Donna Tartt’s nearly 800-page bildungsroman The Goldfinch
Theo Decker, the protagonist and narrator of The Goldfinch, is a typical, bookish thirteen-year-old boy, living in Manhattan with his adoring mother after his alcoholic father walked out on them a few months earlier, when the two of them are caught in a terrorist attack on an art museum that’s exhibiting Dutch painter Carel Patritius’ (real) painting of the book’s title. The blast kills Theo’s mother, while Theo, in another room at the time of the explosion, tries to comfort an older man who’s dying near him and who tells Theo to take The Goldfinch from the wall, perhaps to protect it. Theo ends up carrying the painting with him for years, a physical manifestation of the PTSD (reminiscent in a slight way of Emma Sulkowicz’ Mattress Performance (Carry That Weight)) from the attack, which he chooses to self-medicate via substance abuse and reckless behavior. The story takes him from New York to Las Vegas back to New York and eventually to Amsterdam, where the novel makes a sharp left into this weird noir-ish crime-story territory, losing much of the emotional impact from the first five hundred pages or so, losing the thread of the PTSD exploration in favor of, I think, finding a way to wrap up the book.
Theo is a flawed character but a well-developed one, and with almost 800 pages to spend in his head we get a full picture of his personality and his struggle to come to any kind of grips with the death of his mother and everything bad that comes after. He’s the only character in the book to get that treatment, however, as everyone else has a two-dimensional quality, from his angelic mother to the similarly wispy Pippa (a crush who is, herself, tied to the museum bombing and thus remains in a tangible way just beyond his reach) to the furniture restorer Hobie who becomes a surrogate parent to Theo in the latter half of the book. Even Boris (why always Boris?), Theo’s best friend during his time in Las Vegas, is half character and half caricature, not to mention capable of consuming unfathomable quantities of drugs and alcohol … although fictional Russians have a preternatural capacity to metabolize vodka.
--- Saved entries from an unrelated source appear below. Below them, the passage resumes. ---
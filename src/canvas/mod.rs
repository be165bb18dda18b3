//! Interactive placement engine
//!
//! Maps pointer input on a rendering surface to frame moves. The canvas
//! keeps a working copy of the layout's frames so drags can be previewed
//! without touching the caller's layout; the caller only sees changes
//! through the commit callback, which fires once per finished gesture or
//! palette edit.
//!
//! All pointer coordinates are surface pixels relative to the surface's
//! top-left corner. The surface size is whatever was last passed to
//! [`Canvas::resize`], so a resize in the middle of a drag is picked up by
//! the next move event.

pub mod config;
mod palette;

pub use config::CanvasConfig;

use std::fmt;

use crate::layout::{BoundingBox, Frame, PlacementValidator, Point, Wall};
use crate::units::{percent_to_pixels, SurfaceSize};

type CommitCallback = Box<dyn FnMut(&[Frame])>;

/// An in-progress drag
#[derive(Debug, Clone, PartialEq)]
pub struct DragSession {
    /// Frame being dragged
    pub frame_id: String,
    /// Pointer position minus the frame's top-left, in pixels at grab time
    pub offset: Point,
    /// Frame position (percent) when the drag started
    pub origin: Point,
}

/// Pointer-driven frame editor over a working copy of a layout's frames
pub struct Canvas {
    validator: PlacementValidator,
    config: CanvasConfig,
    surface: SurfaceSize,
    frames: Vec<Frame>,
    drag: Option<DragSession>,
    hovered: Option<String>,
    selected: Option<String>,
    next_id: usize,
    on_commit: Option<CommitCallback>,
}

impl fmt::Debug for Canvas {
    fn fmt(&self, f: &mut fmt::Formatter<'_>) -> fmt::Result {
        f.debug_struct("Canvas")
            .field("surface", &self.surface)
            .field("frames", &self.frames.len())
            .field("drag", &self.drag)
            .field("hovered", &self.hovered)
            .field("selected", &self.selected)
            .finish_non_exhaustive()
    }
}

impl Canvas {
    /// Create an empty canvas; the surface starts unmeasured
    pub fn new(validator: PlacementValidator, config: CanvasConfig) -> Self {
        Self {
            validator,
            config,
            surface: SurfaceSize::unmeasured(),
            frames: vec![],
            drag: None,
            hovered: None,
            selected: None,
            next_id: 0,
            on_commit: None,
        }
    }

    /// Register the callback that receives the full frame list on every commit
    pub fn on_commit(&mut self, callback: impl FnMut(&[Frame]) + 'static) {
        self.on_commit = Some(Box::new(callback));
    }

    /// Replace the working copy after the owning layout changed
    ///
    /// Any drag in progress is dropped without a commit. Selection and hover
    /// survive only if their frame is still present.
    pub fn reset(&mut self, frames: Vec<Frame>) {
        self.frames = frames;
        self.drag = None;
        if let Some(id) = &self.selected {
            if !self.contains(id) {
                self.selected = None;
            }
        }
        if let Some(id) = &self.hovered {
            if !self.contains(id) {
                self.hovered = None;
            }
        }
    }

    /// Record the surface's current pixel size
    pub fn resize(&mut self, surface: SurfaceSize) {
        self.surface = surface;
    }

    pub fn surface(&self) -> SurfaceSize {
        self.surface
    }

    pub fn wall(&self) -> &Wall {
        self.validator.wall()
    }

    pub fn validator(&self) -> &PlacementValidator {
        &self.validator
    }

    pub fn config(&self) -> &CanvasConfig {
        &self.config
    }

    /// The working copy, in drawing order (last is topmost)
    pub fn frames(&self) -> &[Frame] {
        &self.frames
    }

    pub fn frame(&self, id: &str) -> Option<&Frame> {
        self.frames.iter().find(|f| f.id == id)
    }

    fn contains(&self, id: &str) -> bool {
        self.frames.iter().any(|f| f.id == id)
    }

    pub fn hovered(&self) -> Option<&str> {
        self.hovered.as_deref()
    }

    pub fn selected(&self) -> Option<&str> {
        self.selected.as_deref()
    }

    /// Id of the frame being dragged, if any
    pub fn dragging(&self) -> Option<&str> {
        self.drag.as_ref().map(|d| d.frame_id.as_str())
    }

    pub fn drag_session(&self) -> Option<&DragSession> {
        self.drag.as_ref()
    }

    /// Select a frame by id, or clear the selection
    ///
    /// Unknown ids clear the selection.
    pub fn select(&mut self, id: Option<&str>) {
        self.selected = id.filter(|id| self.contains(id)).map(str::to_string);
    }

    /// A frame's footprint in surface pixels
    pub fn frame_rect_px(&self, frame: &Frame) -> BoundingBox {
        let rect = frame.rect(self.validator.wall());
        let (x, y) = self.surface.to_pixels(rect.x, rect.y);
        BoundingBox::new(
            x,
            y,
            percent_to_pixels(rect.width, self.surface.width),
            percent_to_pixels(rect.height, self.surface.height),
        )
    }

    /// The topmost frame under a pixel position
    ///
    /// Later frames win ties. Always `None` while the surface is unmeasured.
    pub fn hit_test(&self, x: f64, y: f64) -> Option<&Frame> {
        if !self.surface.is_measured() {
            return None;
        }
        let point = Point::new(x, y);
        self.frames
            .iter()
            .rev()
            .find(|frame| self.frame_rect_px(frame).contains(point))
    }

    /// Snap a pixel position to the grid and clamp it to the surface
    pub fn snap(&self, x: f64, y: f64) -> (f64, f64) {
        let pitch = self.config.grid_pitch;
        let (x, y) = if self.config.snap_to_grid && pitch > 0.0 {
            ((x / pitch).round() * pitch, (y / pitch).round() * pitch)
        } else {
            (x, y)
        };
        (
            x.clamp(0.0, self.surface.width.max(0.0)),
            y.clamp(0.0, self.surface.height.max(0.0)),
        )
    }

    /// Pointer pressed: select and grab the frame under it, or clear selection
    ///
    /// Returns the id of the grabbed frame.
    pub fn pointer_down(&mut self, x: f64, y: f64) -> Option<String> {
        if !self.surface.is_measured() {
            return None;
        }
        let Some(frame) = self.hit_test(x, y) else {
            self.selected = None;
            return None;
        };

        let rect = self.frame_rect_px(frame);
        let mut origin = Point::new(frame.x, frame.y);
        let frame_id = frame.id.clone();

        // A second press mid-drag: regrabbing the same frame keeps its
        // grab-time origin, grabbing another one finishes the first drag.
        if let Some(previous) = self.drag.take() {
            if previous.frame_id == frame_id {
                origin = previous.origin;
            } else {
                tracing::trace!(frame = %previous.frame_id, "drag finished by new grab");
                self.commit();
            }
        }

        let session = DragSession {
            frame_id,
            offset: Point::new(x - rect.x, y - rect.y),
            origin,
        };
        tracing::trace!(frame = %session.frame_id, "drag started");
        self.selected = Some(session.frame_id.clone());
        let id = session.frame_id.clone();
        self.drag = Some(session);
        Some(id)
    }

    /// Pointer moved: drag the grabbed frame, or update the hover indicator
    ///
    /// Returns whether anything visible changed.
    pub fn pointer_move(&mut self, x: f64, y: f64) -> bool {
        if self.drag.is_some() {
            return self.drag_to(x, y);
        }
        let hovered = self.hit_test(x, y).map(|f| f.id.clone());
        if hovered == self.hovered {
            return false;
        }
        self.hovered = hovered;
        true
    }

    fn drag_to(&mut self, x: f64, y: f64) -> bool {
        let Some(session) = &self.drag else {
            return false;
        };
        if !self.surface.is_measured() {
            return false;
        }

        let (px, py) = self.snap(x - session.offset.x, y - session.offset.y);
        let Some((new_x, new_y)) = self.surface.to_percent(px, py) else {
            return false;
        };
        let Some(frame) = self.frames.iter_mut().find(|f| f.id == session.frame_id) else {
            return false;
        };

        if !self
            .validator
            .is_safe_at(new_x, new_y, frame.width, frame.height)
        {
            tracing::trace!(frame = %frame.id, x = new_x, y = new_y, "drag target unsafe");
            return false;
        }
        if frame.x == new_x && frame.y == new_y {
            return false;
        }
        frame.x = new_x;
        frame.y = new_y;
        true
    }

    /// Pointer released: finish the drag and commit the working copy
    pub fn pointer_up(&mut self) {
        if let Some(session) = self.drag.take() {
            tracing::trace!(frame = %session.frame_id, "drag finished");
            self.commit();
        }
    }

    /// Pointer left the surface: cancel the drag and clear hover
    ///
    /// The dragged frame goes back to where it was grabbed, and the restored
    /// working copy is committed.
    pub fn pointer_leave(&mut self) {
        self.hovered = None;
        let Some(session) = self.drag.take() else {
            return;
        };
        if let Some(frame) = self.frames.iter_mut().find(|f| f.id == session.frame_id) {
            frame.x = session.origin.x;
            frame.y = session.origin.y;
        }
        tracing::trace!(frame = %session.frame_id, "drag cancelled");
        self.commit();
    }

    fn commit(&mut self) {
        if let Some(callback) = &mut self.on_commit {
            callback(&self.frames);
        }
    }
}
The Pulitzer committee gives only a terse explanation for each winner’s selection, so we’re left guessing what they saw in The Goldfinch that many critics didn’t see or didn’t value. The only explanation I can conceive that fits the guideline about “American life” is the PTSD angle: the National Center for PTSD says about 8 million U.S. adults suffer from PTSD in any given year, with causes ranging from military combat to rape to disasters like the book’s museum bombing. PTSD isn’t quintessentially American, but it is a fact of life all over the world today, and it’s increasing in our consciousness if not in prevalence, especially with soldiers returning from lengthy tours of duty in Iraq and Afghanistan with the disorder. If that’s the book’s greatest strength, however, the slapdash finish undermines the exploration of the disorder and its effects. Theo’s recovery, such as it is, is unsatisfying from a reader perspective and, I’d guess, from a clinical one too. The Goldfinch spends two-thirds of its bulk as a serious literary work, but by its final pages it has devolved into a smart page-turner, diluting the impact of its more ambitious passages.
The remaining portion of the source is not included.